Which begs the question, Bill, of why is it hard for us as humans to give? What gets in the way? And I think that’s where my calling comes from. For much of my life, I was interested in behavioral economics, I spent a lot of time in marketing, and I really felt God was asking me to take what I had learned about behavior change and combine it with my heart for Jesus, and help people to rediscover and reclaim their giving selves.

Bill: Great. Because it looks to me, Ami, as if God has been constructing your career for a long time. You have this beautiful background in business and also this vivid relationship with the Lord that’s been nurtured at LaSalle Street Church. So maybe you could tell us, take your pick, either about the business background or about your church life.

Ami: Well, and they merge, right? So as you said, I go to LaSalle Street Church which is downtown on LaSalle Street, just south of Division. And it’s a church rooted in social justice and incubating ministry. And early on, within my first few years of being at church, I became the treasurer, and it seemed to me like the treasurer should be able to speak to the topic of stewardship, so I started to study it. And I read books, I read curriculum, and I started teaching classes on stewardship both to teach this congregation, but really as much to teach myself about the topic. And over a dozen years we had a third of the church participate in one way or another in these classes, and I really felt like I got as much out of it as anyone who was participating, and that’s really where my stewardship journey started and I’m still on that journey, but a lot of the maturation happened in those classes and in those years.

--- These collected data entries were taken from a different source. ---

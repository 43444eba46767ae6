// This Source Code Form is subject to the terms of the Mozilla Public
// License, v. 2.0. If a copy of the MPL was not distributed with this
// file, You can obtain one at https://mozilla.org/MPL/2.0/.

use thiserror::Error;

/// Result type for kernel operations
pub type Result<T> = std::result::Result<T, Error>;

/// Errors that can occur inside the geometry kernel
#[derive(Error, Debug)]
pub enum Error {
    #[error("Triangulation failed: {0}")]
    Triangulation(String),

    #[error("Invalid face: {0}")]
    InvalidFace(String),

    #[error("Unknown scene node")]
    UnknownNode,
}
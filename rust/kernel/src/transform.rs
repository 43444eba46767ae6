// This Source Code Form is subject to the terms of the Mozilla Public
// License, v. 2.0. If a copy of the MPL was not distributed with this
// file, You can obtain one at https://mozilla.org/MPL/2.0/.

//! Placement transform construction.
//!
//! All placement frames are 4x4 affine matrices whose columns are the world
//! directions of the local axes plus the origin. Values are immutable: every
//! helper returns a new matrix instead of mutating shared state.

use crate::UP;
use nalgebra::{Matrix4, Point3, Vector3};

/// Build a frame with origin, local X along `x_dir` (projected horizontal),
/// and local Z vertical. Local Y completes the right-handed set.
pub fn frame_from_origin_x(origin: Point3<f64>, x_dir: Vector3<f64>) -> Matrix4<f64> {
    let x_axis = Vector3::new(x_dir.x, x_dir.y, 0.0)
        .try_normalize(1e-12)
        .unwrap_or_else(|| Vector3::new(1.0, 0.0, 0.0));
    let y_axis = UP.cross(&x_axis);
    frame_axes(origin, x_axis, y_axis, UP)
}

/// Build a frame from explicit axes. The axes are used as given.
pub fn frame_axes(
    origin: Point3<f64>,
    x_axis: Vector3<f64>,
    y_axis: Vector3<f64>,
    z_axis: Vector3<f64>,
) -> Matrix4<f64> {
    Matrix4::new(
        x_axis.x, y_axis.x, z_axis.x, origin.x,
        x_axis.y, y_axis.y, z_axis.y, origin.y,
        x_axis.z, y_axis.z, z_axis.z, origin.z,
        0.0, 0.0, 0.0, 1.0,
    )
}

/// Non-orthogonal axis construction: skew enabled, scale disabled.
///
/// Local X follows `x_dir` and local Y follows `y_dir`, both normalized but
/// not orthogonalized, with local Z vertical. Handedness rule: when the
/// triple product `x · (y × z)` is negative, Y is flipped so the frame keeps
/// a consistent orientation for left-handed configurations.
pub fn skew_axes(
    origin: Point3<f64>,
    x_dir: Vector3<f64>,
    y_dir: Vector3<f64>,
) -> Matrix4<f64> {
    let x_axis = x_dir
        .try_normalize(1e-12)
        .unwrap_or_else(|| Vector3::new(1.0, 0.0, 0.0));
    let mut y_axis = y_dir
        .try_normalize(1e-12)
        .unwrap_or_else(|| UP.cross(&x_axis));

    if x_axis.dot(&y_axis.cross(&UP)) < 0.0 {
        y_axis = -y_axis;
    }

    frame_axes(origin, x_axis, y_axis, UP)
}

/// Rotate a vector in-plane about the vertical axis.
pub fn rotate_about_z(v: Vector3<f64>, angle: f64) -> Vector3<f64> {
    let (sin, cos) = angle.sin_cos();
    Vector3::new(v.x * cos - v.y * sin, v.x * sin + v.y * cos, v.z)
}

/// Midpoint interpolation between two placement transforms: translation at
/// the arithmetic midpoint, orientation basis taken from `a`.
pub fn midpoint_transform(a: &Matrix4<f64>, b: &Matrix4<f64>) -> Matrix4<f64> {
    let mut result = *a;
    result[(0, 3)] = (a[(0, 3)] + b[(0, 3)]) * 0.5;
    result[(1, 3)] = (a[(1, 3)] + b[(1, 3)]) * 0.5;
    result[(2, 3)] = (a[(2, 3)] + b[(2, 3)]) * 0.5;
    result
}

/// Extract the translation component of a transform.
pub fn translation(m: &Matrix4<f64>) -> Point3<f64> {
    Point3::new(m[(0, 3)], m[(1, 3)], m[(2, 3)])
}

/// True when the rotation part of the transform is mirrored (negative
/// determinant). Mirrored instances reverse edge winding.
pub fn is_mirrored(m: &Matrix4<f64>) -> bool {
    let rot = m.fixed_view::<3, 3>(0, 0);
    rot.determinant() < 0.0
}
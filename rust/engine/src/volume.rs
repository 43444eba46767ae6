// This Source Code Form is subject to the terms of the Mozilla Public
// License, v. 2.0. If a copy of the MPL was not distributed with this
// file, You can obtain one at https://mozilla.org/MPL/2.0/.

//! Volume fitting: shearing the template prototype into a segment.
//!
//! The prototype is instantiated at the segment's local frame, then its two
//! extreme-X faces are sheared onto the segment's boundary planes. The shear
//! moves only vertices sitting at the prototype's extreme X values and only
//! along X; everything else keeps its coordinates. Chamfer cut planes are
//! applied afterwards, and shared boundary faces are hidden (never deleted)
//! so they survive as merge seams.

use crate::error::{Error, Result};
use crate::segment::Segment;
use crate::template::Template;
use townrow_kernel::{newell_normal, Plane, Solid, Vector3, TOLERANCE};

/// Builds the fitted volume for one segment, in segment-local coordinates.
///
/// Fatal unless the prototype exposes exactly one face with normal −X and
/// exactly one with normal +X (the gable-face invariant).
pub fn build_segment_volume(
    template: &Template,
    segment: &Segment,
    back_along_path: bool,
) -> Result<Solid> {
    let mut volume = template.prototype.clone();
    check_gable_invariant(template, &volume)?;

    let (min, max) = volume.bounds();

    if back_along_path {
        let depth = template.depth.unwrap_or(max.y - min.y);
        let offset = nalgebra::Matrix4::new_translation(&Vector3::new(0.0, -depth, 0.0));
        volume.transform(&offset);
    }

    shear_extremes(&mut volume, min.x, max.x, segment)?;

    // Chamfer cuts, keeping the segment body
    for cut in [&segment.cut_left, &segment.cut_right].into_iter().flatten() {
        volume.cut_with_plane(&cut.plane)?;
    }

    hide_seam_faces(&mut volume, segment);

    Ok(volume)
}

/// Hides every face lying on a shared boundary or chamfer cut plane.
/// Booleans rebuild the mesh and lose hidden flags, so the solid composer
/// re-invokes this after each composition.
pub fn hide_seam_faces(volume: &mut Solid, segment: &Segment) {
    for cut in [&segment.cut_left, &segment.cut_right].into_iter().flatten() {
        hide_faces_on_plane(volume, &cut.plane);
    }
    if segment.shares_left() && segment.cut_left.is_none() {
        hide_faces_on_plane(volume, &segment.plane_left);
    }
    if segment.shares_right() && segment.cut_right.is_none() {
        hide_faces_on_plane(volume, &segment.plane_right);
    }
}

fn check_gable_invariant(template: &Template, prototype: &Solid) -> Result<()> {
    let neg = prototype.faces_with_normal(&-Vector3::x(), 1e-6).len();
    let pos = prototype.faces_with_normal(&Vector3::x(), 1e-6).len();
    if neg != 1 || pos != 1 {
        return Err(Error::MalformedPrototype {
            template: template.id.clone(),
            detail: format!(
                "expected exactly one -X and one +X gable face, found {neg} and {pos}"
            ),
        });
    }
    Ok(())
}

/// Moves every vertex at the prototype's extreme X onto the matching
/// boundary plane, adjusting X only. Solving the plane equation for X gives
/// the tangent-driven shear directly; a boundary whose normal has no X
/// component (tangent perpendicular to the chord) leaves the vertex where
/// it is.
fn shear_extremes(volume: &mut Solid, x_min: f64, x_max: f64, segment: &Segment) -> Result<()> {
    let solve_x = |plane: &Plane, y: f64, z: f64| -> Option<f64> {
        let n = plane.normal;
        if n.x.abs() < 1e-9 {
            return None;
        }
        let d = n.dot(&plane.point.coords);
        Some((d - n.y * y - n.z * z) / n.x)
    };

    for vk in volume.vertex_keys() {
        let Some(p) = volume.vertex_position(vk) else {
            continue;
        };
        let target = if (p.x - x_min).abs() < TOLERANCE {
            solve_x(&segment.plane_left, p.y, p.z)
        } else if (p.x - x_max).abs() < TOLERANCE {
            solve_x(&segment.plane_right, p.y, p.z)
        } else {
            None
        };
        if let Some(x) = target {
            let mut moved = p;
            moved.x = x;
            volume.set_vertex_position(vk, moved);
        }
    }

    // Vertex moves invalidate stored face normals
    for fk in volume.face_keys() {
        let points = volume.face_points(fk);
        if points.len() >= 3 {
            let normal = newell_normal(&points);
            if let Some(face) = volume.face_mut(fk) {
                face.normal = normal;
            }
        }
    }

    Ok(())
}

/// Hides every face whose outer loop lies entirely on `plane`.
fn hide_faces_on_plane(volume: &mut Solid, plane: &Plane) {
    for fk in volume.face_keys() {
        let points = volume.face_points(fk);
        if points.len() >= 3 && points.iter().all(|p| plane.contains(p, 1e-6)) {
            volume.hide_face(fk);
        }
    }
}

And then in 2014 as you know, LaSalle came into a big windfall, $1.6 million, which was double the church budget at the time. And the church decided to tithe the first ten percent of that to congregants, so $160,000 out the door and in the form of $500 checks to each congregant, the only instructions being to go and do God’s work with it.

And that campaign was called “Love Let Go” and the senior pastor, Laura Truax, and I realized that there was a story that needed to be told, both about that campaign but more broadly a story about God’s generosity and how we have all been gifted with talents, with gifts, and lots of things have gotten in the way of us giving those away. So how do we, again, rediscover and reclaim that identity as givers?

Bill: Ami, thank you for taking what you learned in your business career and LaSalle Street out here to Kenilworth Union, we love that concept of Love Let Go. A little commercial: Monday nights at 7 p.m., Ami is teaching about generosity. So how is the stewardship campaign going so far at Kenilworth Union this fall?

Ami: It’s great. As you know, we laid a lot of groundwork this summer and last year, really, and so tactically the campaign launches on the 27th and most of your congregants if not all have received their packets in the mail.

But also as you know, that’s just one component of a larger effort to really help us all understand stewardship in its broadest sense, and really weave generosity into the fabric of Kenilworth Union even more than it already is.

Bill: Beautiful image. Thank you, Ami, for joining Doogie and me for this chat and for joining, essentially, the staff at Kenilworth Union and helping us be more generous people. And thanks for listening, guys. May God bless you and keep you and be gracious unto you. See you soon.